Within the records below, how many lines hold the string "info"? State that number and nothing else.

* Collected data:
Start of Block

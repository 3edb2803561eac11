//! Axum server setup
//!
//! Server skeleton with:
//! - Localhost-only CORS by default
//! - Tracing middleware
//! - Graceful shutdown on SIGTERM/Ctrl+C

use std::net::SocketAddr;
use std::sync::Arc;

use axum::http::HeaderValue;
use axum::Router;
use sqlx::PgPool;
use tokio::net::TcpListener;
use tower_http::cors::{Any, CorsLayer};
use tower_http::trace::TraceLayer;

use roomctl_core::config::DEFAULT_PORT;

use super::routes;
use crate::db::{PgBookingRepo, PgEmployeeRepo, PgEquipmentRepo, PgRoomRepo, PgUserRepo};
use crate::usecases::{BookingService, EmployeeService, EquipmentService, RoomService, UserService};

/// Server configuration
#[derive(Debug, Clone)]
pub struct ServerConfig {
    /// Address to bind to (default: 0.0.0.0:3001)
    pub bind_addr: SocketAddr,

    /// Allow permissive CORS (default: false = localhost only)
    ///
    /// WARNING: Setting this to true allows any origin.
    /// Only use for development or documented use cases.
    pub cors_permissive: bool,
}

impl Default for ServerConfig {
    fn default() -> Self {
        Self::on_port(DEFAULT_PORT)
    }
}

impl ServerConfig {
    /// All interfaces on `port`, localhost-only CORS.
    pub fn on_port(port: u16) -> Self {
        Self {
            bind_addr: SocketAddr::from(([0, 0, 0, 0], port)),
            cors_permissive: false,
        }
    }
}

/// Shared application state
#[derive(Clone)]
pub struct AppState {
    pub users: UserService,
    pub employees: EmployeeService,
    pub bookings: BookingService,
    pub equipment: EquipmentService,
    pub rooms: RoomService,
}

impl AppState {
    /// Services backed by PostgreSQL repositories sharing one pool.
    pub fn postgres(pool: PgPool) -> Self {
        Self {
            users: UserService::new(Arc::new(PgUserRepo::new(pool.clone()))),
            employees: EmployeeService::new(Arc::new(PgEmployeeRepo::new(pool.clone()))),
            bookings: BookingService::new(Arc::new(PgBookingRepo::new(pool.clone()))),
            equipment: EquipmentService::new(Arc::new(PgEquipmentRepo::new(pool.clone()))),
            rooms: RoomService::new(Arc::new(PgRoomRepo::new(pool))),
        }
    }
}

fn cors_layer(config: &ServerConfig) -> CorsLayer {
    if config.cors_permissive {
        tracing::warn!("CORS: Permissive mode enabled - all origins allowed");
        return CorsLayer::permissive();
    }

    let port = config.bind_addr.port();
    let origins: Vec<HeaderValue> = [
        "http://localhost:3000".to_string(),
        "http://127.0.0.1:3000".to_string(),
        format!("http://localhost:{}", port),
        format!("http://127.0.0.1:{}", port),
    ]
    .iter()
    .filter_map(|origin| origin.parse().ok())
    .collect();

    CorsLayer::new()
        .allow_origin(origins)
        .allow_methods(Any)
        .allow_headers(Any)
}

/// Build the application router with all routes.
pub fn build_router(state: AppState) -> Router {
    Router::new()
        .merge(routes::health::router())
        .nest(
            "/api",
            Router::new()
                .merge(routes::users::router())
                .merge(routes::employees::router())
                .merge(routes::bookings::router())
                .merge(routes::equipment::router())
                .merge(routes::rooms::router()),
        )
        .with_state(Arc::new(state))
}

/// Run the HTTP server.
///
/// # Example
///
/// ```ignore
/// let pool = create_pool(&config.db).await?;
/// run_server(pool, ServerConfig::on_port(config.port)).await?;
/// ```
pub async fn run_server(pool: PgPool, config: ServerConfig) -> Result<(), ServerError> {
    let app = build_router(AppState::postgres(pool))
        .layer(cors_layer(&config))
        .layer(TraceLayer::new_for_http());

    // Bind listener
    let listener = TcpListener::bind(config.bind_addr).await?;
    tracing::info!("Server listening on {}", config.bind_addr);

    // Run with graceful shutdown
    axum::serve(listener, app)
        .with_graceful_shutdown(shutdown_signal())
        .await?;

    tracing::info!("Server shutdown complete");
    Ok(())
}

/// Wait for shutdown signal (Ctrl+C or SIGTERM).
async fn shutdown_signal() {
    let ctrl_c = async {
        if let Err(e) = tokio::signal::ctrl_c().await {
            tracing::error!("failed to listen for Ctrl+C: {}", e);
            std::future::pending::<()>().await;
        }
    };

    #[cfg(unix)]
    let terminate = async {
        match tokio::signal::unix::signal(tokio::signal::unix::SignalKind::terminate()) {
            Ok(mut signal) => {
                signal.recv().await;
            }
            Err(e) => {
                tracing::error!("failed to install SIGTERM handler: {}", e);
                std::future::pending::<()>().await;
            }
        }
    };

    #[cfg(not(unix))]
    let terminate = std::future::pending::<()>();

    tokio::select! {
        _ = ctrl_c => {
            tracing::info!("Received Ctrl+C, starting shutdown");
        }
        _ = terminate => {
            tracing::info!("Received SIGTERM, starting shutdown");
        }
    }
}

/// Server error type
#[derive(Debug, thiserror::Error)]
pub enum ServerError {
    #[error("IO error: {0}")]
    Io(#[from] std::io::Error),
}
//! Booking repository

use async_trait::async_trait;
use chrono::{DateTime, Utc};
use sqlx::{FromRow, PgPool};

use roomctl_core::{Booking, BookingPatch, NewBooking};

use crate::db::error::{decode_status, DbError};

/// Data access for bookings
#[async_trait]
pub trait BookingRepository: Send + Sync {
    async fn create(&self, booking: NewBooking) -> Result<Booking, DbError>;
    async fn find_by_id(&self, id: i32) -> Result<Option<Booking>, DbError>;
    async fn find_by_user_id(&self, user_id: i32) -> Result<Vec<Booking>, DbError>;
    async fn find_all(&self) -> Result<Vec<Booking>, DbError>;
    async fn update(&self, id: i32, patch: BookingPatch) -> Result<Booking, DbError>;
    async fn delete(&self, id: i32) -> Result<(), DbError>;
}

#[derive(FromRow)]
struct BookingRow {
    id: i32,
    user_id: i32,
    title: String,
    description: Option<String>,
    start_time: DateTime<Utc>,
    end_time: DateTime<Utc>,
    status: String,
    created_at: DateTime<Utc>,
    updated_at: DateTime<Utc>,
}

impl TryFrom<BookingRow> for Booking {
    type Error = DbError;

    fn try_from(row: BookingRow) -> Result<Self, Self::Error> {
        Ok(Booking {
            id: row.id,
            user_id: row.user_id,
            title: row.title,
            description: row.description,
            start_time: row.start_time,
            end_time: row.end_time,
            status: decode_status(row.status)?,
            created_at: row.created_at,
            updated_at: row.updated_at,
        })
    }
}

/// PostgreSQL-backed booking repository
#[derive(Clone)]
pub struct PgBookingRepo {
    pool: PgPool,
}

impl PgBookingRepo {
    pub fn new(pool: PgPool) -> Self {
        Self { pool }
    }
}

#[async_trait]
impl BookingRepository for PgBookingRepo {
    async fn create(&self, booking: NewBooking) -> Result<Booking, DbError> {
        let row: BookingRow = sqlx::query_as(
            r#"
            INSERT INTO bookings (user_id, title, description, start_time, end_time, status, created_at, updated_at)
            VALUES ($1, $2, $3, $4, $5, $6, NOW(), NOW())
            RETURNING id, user_id, title, description, start_time, end_time, status, created_at, updated_at
            "#,
        )
        .bind(booking.user_id)
        .bind(&booking.title)
        .bind(&booking.description)
        .bind(booking.start_time)
        .bind(booking.end_time)
        .bind(booking.status.as_str())
        .fetch_one(&self.pool)
        .await?;

        row.try_into()
    }

    async fn find_by_id(&self, id: i32) -> Result<Option<Booking>, DbError> {
        let row: Option<BookingRow> = sqlx::query_as(
            r#"
            SELECT id, user_id, title, description, start_time, end_time, status, created_at, updated_at
            FROM bookings
            WHERE id = $1
            "#,
        )
        .bind(id)
        .fetch_optional(&self.pool)
        .await?;

        row.map(Booking::try_from).transpose()
    }

    /// All bookings of a user, earliest start first.
    async fn find_by_user_id(&self, user_id: i32) -> Result<Vec<Booking>, DbError> {
        let rows: Vec<BookingRow> = sqlx::query_as(
            r#"
            SELECT id, user_id, title, description, start_time, end_time, status, created_at, updated_at
            FROM bookings
            WHERE user_id = $1
            ORDER BY start_time, id
            "#,
        )
        .bind(user_id)
        .fetch_all(&self.pool)
        .await?;

        rows.into_iter().map(Booking::try_from).collect()
    }

    async fn find_all(&self) -> Result<Vec<Booking>, DbError> {
        let rows: Vec<BookingRow> = sqlx::query_as(
            r#"
            SELECT id, user_id, title, description, start_time, end_time, status, created_at, updated_at
            FROM bookings
            ORDER BY id
            "#,
        )
        .fetch_all(&self.pool)
        .await?;

        rows.into_iter().map(Booking::try_from).collect()
    }

    async fn update(&self, id: i32, patch: BookingPatch) -> Result<Booking, DbError> {
        let row: Option<BookingRow> = sqlx::query_as(
            r#"
            UPDATE bookings
            SET title = COALESCE($2, title),
                description = COALESCE($3, description),
                start_time = COALESCE($4, start_time),
                end_time = COALESCE($5, end_time),
                status = COALESCE($6, status),
                updated_at = NOW()
            WHERE id = $1
            RETURNING id, user_id, title, description, start_time, end_time, status, created_at, updated_at
            "#,
        )
        .bind(id)
        .bind(patch.title)
        .bind(patch.description)
        .bind(patch.start_time)
        .bind(patch.end_time)
        .bind(patch.status.map(|s| s.as_str()))
        .fetch_optional(&self.pool)
        .await?;

        row.ok_or_else(|| DbError::not_found("booking", id))?.try_into()
    }

    async fn delete(&self, id: i32) -> Result<(), DbError> {
        sqlx::query("DELETE FROM bookings WHERE id = $1")
            .bind(id)
            .execute(&self.pool)
            .await?;
        Ok(())
    }
}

End of Block

* WRITTEN ANSWER:
4